--- WHAT TO WORK ON ---
Each line of the data below containing "filename" needs to be listed.

(Collected data)
%%

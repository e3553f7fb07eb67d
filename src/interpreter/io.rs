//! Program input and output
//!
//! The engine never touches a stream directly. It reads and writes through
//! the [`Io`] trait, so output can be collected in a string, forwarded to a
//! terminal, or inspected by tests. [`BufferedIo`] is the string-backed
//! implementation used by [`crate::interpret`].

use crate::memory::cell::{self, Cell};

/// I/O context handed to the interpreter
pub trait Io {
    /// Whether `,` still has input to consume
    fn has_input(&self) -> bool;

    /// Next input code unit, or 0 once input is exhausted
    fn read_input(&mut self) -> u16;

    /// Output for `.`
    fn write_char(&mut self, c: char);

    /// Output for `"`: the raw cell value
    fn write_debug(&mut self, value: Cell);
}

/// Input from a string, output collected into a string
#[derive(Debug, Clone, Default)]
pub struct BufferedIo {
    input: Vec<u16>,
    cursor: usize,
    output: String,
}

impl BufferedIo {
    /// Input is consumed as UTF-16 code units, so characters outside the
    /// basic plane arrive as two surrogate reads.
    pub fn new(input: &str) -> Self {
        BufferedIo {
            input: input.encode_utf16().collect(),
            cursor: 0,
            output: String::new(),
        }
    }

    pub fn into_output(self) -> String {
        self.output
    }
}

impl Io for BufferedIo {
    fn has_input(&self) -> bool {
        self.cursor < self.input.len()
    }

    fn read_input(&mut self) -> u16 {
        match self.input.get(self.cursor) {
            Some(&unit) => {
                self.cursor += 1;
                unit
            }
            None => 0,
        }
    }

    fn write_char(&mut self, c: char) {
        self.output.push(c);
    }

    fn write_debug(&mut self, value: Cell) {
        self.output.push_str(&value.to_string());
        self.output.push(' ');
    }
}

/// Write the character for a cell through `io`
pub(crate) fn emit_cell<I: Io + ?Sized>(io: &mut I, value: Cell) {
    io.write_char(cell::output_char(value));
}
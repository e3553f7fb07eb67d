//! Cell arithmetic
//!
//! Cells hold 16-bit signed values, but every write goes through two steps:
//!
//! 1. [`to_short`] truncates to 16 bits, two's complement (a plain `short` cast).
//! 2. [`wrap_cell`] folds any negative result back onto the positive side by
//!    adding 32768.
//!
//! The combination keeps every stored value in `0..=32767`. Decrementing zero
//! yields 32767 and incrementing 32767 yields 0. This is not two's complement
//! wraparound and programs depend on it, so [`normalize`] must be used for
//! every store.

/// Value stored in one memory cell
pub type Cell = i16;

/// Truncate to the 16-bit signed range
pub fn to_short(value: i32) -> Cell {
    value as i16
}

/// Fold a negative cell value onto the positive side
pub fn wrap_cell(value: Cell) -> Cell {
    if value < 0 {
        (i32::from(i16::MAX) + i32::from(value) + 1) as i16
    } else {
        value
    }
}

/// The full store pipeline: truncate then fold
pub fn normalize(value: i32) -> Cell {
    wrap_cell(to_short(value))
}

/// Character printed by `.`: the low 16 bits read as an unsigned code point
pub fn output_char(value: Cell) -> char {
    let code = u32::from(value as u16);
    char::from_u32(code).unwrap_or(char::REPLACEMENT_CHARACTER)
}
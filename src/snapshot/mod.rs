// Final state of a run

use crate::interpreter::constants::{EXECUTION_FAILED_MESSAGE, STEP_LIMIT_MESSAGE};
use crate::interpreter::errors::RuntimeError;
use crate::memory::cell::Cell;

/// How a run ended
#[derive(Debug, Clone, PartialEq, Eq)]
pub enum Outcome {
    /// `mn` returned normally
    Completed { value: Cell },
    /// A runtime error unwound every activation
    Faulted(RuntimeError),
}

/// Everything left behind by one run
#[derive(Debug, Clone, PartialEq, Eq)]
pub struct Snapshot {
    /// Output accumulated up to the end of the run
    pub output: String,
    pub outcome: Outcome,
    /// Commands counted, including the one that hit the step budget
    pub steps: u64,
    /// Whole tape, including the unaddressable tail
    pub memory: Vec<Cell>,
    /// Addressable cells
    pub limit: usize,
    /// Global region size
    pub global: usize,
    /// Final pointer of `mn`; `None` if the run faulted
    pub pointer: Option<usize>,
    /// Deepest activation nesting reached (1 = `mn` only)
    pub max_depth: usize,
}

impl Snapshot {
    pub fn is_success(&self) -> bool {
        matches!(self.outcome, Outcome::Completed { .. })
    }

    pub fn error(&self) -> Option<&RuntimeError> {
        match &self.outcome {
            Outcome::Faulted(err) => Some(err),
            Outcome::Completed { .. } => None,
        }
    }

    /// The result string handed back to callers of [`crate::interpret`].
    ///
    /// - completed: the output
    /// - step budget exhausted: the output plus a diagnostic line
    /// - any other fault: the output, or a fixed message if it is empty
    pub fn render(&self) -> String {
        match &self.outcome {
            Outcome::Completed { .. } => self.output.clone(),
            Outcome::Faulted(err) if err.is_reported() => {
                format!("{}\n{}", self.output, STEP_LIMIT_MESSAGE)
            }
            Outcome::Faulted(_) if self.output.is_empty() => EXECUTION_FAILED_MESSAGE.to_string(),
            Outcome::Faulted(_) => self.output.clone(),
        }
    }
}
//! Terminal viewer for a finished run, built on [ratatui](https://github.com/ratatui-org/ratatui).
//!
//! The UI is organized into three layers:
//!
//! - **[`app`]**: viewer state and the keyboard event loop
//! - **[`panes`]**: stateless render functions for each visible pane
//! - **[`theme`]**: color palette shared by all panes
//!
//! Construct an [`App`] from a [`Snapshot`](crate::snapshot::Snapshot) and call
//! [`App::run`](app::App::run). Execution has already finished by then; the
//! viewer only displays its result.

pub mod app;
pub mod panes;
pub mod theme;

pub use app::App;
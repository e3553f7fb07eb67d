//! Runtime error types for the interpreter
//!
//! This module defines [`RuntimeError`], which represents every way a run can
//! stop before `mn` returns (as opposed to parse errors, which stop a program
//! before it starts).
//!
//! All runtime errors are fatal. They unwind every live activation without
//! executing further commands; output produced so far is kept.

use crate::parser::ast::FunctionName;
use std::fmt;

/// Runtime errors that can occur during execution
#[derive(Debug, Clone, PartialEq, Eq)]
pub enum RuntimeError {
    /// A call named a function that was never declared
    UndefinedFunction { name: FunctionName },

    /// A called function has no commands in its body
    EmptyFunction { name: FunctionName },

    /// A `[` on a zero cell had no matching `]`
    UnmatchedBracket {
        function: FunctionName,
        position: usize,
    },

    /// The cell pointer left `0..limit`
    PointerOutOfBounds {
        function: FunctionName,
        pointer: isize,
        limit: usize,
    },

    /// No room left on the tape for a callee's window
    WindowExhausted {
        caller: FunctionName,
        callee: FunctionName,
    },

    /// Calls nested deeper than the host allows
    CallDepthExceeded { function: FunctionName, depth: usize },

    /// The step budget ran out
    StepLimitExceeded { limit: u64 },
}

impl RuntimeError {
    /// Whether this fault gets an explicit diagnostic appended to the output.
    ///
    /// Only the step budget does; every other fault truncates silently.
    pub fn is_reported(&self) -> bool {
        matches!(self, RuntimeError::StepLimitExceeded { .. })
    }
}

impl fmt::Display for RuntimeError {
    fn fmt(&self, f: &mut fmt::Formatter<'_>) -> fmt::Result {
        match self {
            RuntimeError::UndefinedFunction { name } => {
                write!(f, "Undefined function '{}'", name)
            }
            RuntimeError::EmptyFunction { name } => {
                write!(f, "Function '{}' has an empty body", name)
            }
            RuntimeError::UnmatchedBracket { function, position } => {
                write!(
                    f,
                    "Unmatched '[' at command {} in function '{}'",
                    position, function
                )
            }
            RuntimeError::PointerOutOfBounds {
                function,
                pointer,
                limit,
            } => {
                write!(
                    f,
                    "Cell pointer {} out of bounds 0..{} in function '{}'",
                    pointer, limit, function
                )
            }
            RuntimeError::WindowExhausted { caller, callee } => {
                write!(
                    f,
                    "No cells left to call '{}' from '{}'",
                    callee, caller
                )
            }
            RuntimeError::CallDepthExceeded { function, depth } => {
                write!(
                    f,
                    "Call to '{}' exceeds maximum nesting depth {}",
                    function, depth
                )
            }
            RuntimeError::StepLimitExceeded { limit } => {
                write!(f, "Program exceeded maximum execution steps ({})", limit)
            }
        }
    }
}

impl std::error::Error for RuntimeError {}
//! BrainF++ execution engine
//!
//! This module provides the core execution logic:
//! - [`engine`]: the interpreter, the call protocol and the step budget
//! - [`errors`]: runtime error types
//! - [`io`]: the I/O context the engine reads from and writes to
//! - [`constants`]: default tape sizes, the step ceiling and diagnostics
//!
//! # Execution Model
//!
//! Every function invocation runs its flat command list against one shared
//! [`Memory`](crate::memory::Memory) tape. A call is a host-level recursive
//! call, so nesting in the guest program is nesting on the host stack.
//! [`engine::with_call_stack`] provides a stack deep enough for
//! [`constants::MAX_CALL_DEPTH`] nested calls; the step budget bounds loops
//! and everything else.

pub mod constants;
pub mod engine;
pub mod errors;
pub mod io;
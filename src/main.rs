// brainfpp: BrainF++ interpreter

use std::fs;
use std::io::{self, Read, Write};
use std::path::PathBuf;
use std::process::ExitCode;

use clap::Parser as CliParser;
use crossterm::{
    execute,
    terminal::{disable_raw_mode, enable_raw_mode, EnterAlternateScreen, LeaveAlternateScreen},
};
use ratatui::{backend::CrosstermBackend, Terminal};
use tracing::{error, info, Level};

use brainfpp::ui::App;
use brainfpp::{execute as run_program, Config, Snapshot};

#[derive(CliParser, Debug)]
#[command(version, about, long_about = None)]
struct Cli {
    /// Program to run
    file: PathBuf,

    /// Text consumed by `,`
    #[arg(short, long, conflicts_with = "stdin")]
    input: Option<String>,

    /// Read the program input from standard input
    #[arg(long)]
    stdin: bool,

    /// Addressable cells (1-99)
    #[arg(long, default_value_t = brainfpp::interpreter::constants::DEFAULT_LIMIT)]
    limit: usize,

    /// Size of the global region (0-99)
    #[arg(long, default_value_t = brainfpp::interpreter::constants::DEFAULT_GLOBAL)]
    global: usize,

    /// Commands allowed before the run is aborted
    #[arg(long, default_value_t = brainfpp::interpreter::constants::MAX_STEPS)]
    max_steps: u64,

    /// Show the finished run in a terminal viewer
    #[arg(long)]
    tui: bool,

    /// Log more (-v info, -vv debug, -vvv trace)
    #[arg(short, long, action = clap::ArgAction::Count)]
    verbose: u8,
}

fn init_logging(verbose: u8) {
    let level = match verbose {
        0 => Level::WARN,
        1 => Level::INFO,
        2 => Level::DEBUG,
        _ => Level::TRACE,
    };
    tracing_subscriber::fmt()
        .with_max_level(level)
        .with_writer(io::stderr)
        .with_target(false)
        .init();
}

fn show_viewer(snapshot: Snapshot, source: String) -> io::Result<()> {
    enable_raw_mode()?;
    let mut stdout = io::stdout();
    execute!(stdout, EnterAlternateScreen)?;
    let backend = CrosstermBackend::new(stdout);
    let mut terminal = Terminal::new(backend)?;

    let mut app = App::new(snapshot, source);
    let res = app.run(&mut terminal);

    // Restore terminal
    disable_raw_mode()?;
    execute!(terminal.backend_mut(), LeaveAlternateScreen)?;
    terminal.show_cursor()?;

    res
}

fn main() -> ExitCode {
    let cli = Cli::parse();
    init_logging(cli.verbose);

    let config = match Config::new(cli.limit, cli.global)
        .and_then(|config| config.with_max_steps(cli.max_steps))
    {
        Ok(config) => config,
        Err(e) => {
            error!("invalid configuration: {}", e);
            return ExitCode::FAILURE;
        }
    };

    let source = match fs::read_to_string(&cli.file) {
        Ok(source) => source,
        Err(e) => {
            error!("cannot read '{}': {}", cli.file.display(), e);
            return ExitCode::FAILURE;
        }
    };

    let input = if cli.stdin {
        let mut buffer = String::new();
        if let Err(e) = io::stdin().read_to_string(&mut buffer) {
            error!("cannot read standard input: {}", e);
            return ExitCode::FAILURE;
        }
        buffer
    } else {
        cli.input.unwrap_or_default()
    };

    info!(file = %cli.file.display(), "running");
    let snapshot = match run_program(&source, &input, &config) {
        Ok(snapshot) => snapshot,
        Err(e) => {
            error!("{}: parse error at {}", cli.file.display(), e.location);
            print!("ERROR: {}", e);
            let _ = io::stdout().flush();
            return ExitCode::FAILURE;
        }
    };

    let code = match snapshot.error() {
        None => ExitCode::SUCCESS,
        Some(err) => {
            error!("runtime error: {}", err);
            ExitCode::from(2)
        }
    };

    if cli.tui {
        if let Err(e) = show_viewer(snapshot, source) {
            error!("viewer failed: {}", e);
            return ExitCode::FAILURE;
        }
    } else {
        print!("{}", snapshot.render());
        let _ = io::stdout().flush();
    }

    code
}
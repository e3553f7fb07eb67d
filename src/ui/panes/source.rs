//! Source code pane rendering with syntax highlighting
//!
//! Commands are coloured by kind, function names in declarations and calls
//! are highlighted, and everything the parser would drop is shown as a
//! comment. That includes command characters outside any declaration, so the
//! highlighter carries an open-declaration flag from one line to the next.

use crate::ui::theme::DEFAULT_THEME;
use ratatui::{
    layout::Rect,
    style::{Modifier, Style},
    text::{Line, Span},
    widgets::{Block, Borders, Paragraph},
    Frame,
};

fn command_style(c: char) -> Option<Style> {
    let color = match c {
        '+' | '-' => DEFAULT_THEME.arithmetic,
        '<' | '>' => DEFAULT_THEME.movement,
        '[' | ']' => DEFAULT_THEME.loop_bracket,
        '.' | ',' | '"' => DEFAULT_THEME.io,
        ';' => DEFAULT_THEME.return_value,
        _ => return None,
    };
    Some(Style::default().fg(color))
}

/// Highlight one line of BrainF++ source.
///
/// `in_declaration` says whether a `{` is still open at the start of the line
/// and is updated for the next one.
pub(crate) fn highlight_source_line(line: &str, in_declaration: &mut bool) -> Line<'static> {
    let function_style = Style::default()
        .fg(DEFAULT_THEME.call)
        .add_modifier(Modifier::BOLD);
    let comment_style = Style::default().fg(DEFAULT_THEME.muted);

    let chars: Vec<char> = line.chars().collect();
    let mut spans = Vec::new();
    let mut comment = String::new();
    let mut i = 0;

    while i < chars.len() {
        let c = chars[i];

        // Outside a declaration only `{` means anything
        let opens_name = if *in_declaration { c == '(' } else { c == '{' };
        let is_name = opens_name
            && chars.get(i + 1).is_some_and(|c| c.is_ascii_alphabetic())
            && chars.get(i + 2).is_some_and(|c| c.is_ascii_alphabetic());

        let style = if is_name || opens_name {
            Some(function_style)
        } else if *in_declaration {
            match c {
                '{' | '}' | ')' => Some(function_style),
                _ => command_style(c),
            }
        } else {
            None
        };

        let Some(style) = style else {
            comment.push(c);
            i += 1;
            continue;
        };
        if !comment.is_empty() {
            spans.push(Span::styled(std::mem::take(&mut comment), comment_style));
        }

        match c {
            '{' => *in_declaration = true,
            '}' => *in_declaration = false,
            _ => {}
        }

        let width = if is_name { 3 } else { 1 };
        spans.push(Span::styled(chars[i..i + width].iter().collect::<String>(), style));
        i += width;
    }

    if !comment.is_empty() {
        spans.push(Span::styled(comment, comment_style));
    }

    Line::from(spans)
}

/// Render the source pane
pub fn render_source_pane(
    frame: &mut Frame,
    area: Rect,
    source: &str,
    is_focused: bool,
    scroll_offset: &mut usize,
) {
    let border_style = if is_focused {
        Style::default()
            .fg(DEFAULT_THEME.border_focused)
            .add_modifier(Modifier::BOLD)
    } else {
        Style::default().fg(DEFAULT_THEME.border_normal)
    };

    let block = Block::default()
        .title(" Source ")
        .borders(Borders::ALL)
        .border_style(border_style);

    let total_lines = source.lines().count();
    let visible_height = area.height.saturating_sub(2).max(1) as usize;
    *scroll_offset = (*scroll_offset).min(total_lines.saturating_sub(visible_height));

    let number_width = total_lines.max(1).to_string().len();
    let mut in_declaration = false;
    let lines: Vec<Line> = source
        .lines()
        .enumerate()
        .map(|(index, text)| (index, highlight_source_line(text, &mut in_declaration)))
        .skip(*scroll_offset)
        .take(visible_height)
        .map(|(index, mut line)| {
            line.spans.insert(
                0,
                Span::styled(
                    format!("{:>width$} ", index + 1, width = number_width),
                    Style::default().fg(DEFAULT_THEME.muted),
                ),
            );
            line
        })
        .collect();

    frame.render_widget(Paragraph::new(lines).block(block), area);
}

%%

--- RESPONSE TO THIS EXERCISE ---
filename src/interpreter/io.rs
filename src/snapshot/mod.rs
filename src/main.rs
filename src/ui/panes/source.rs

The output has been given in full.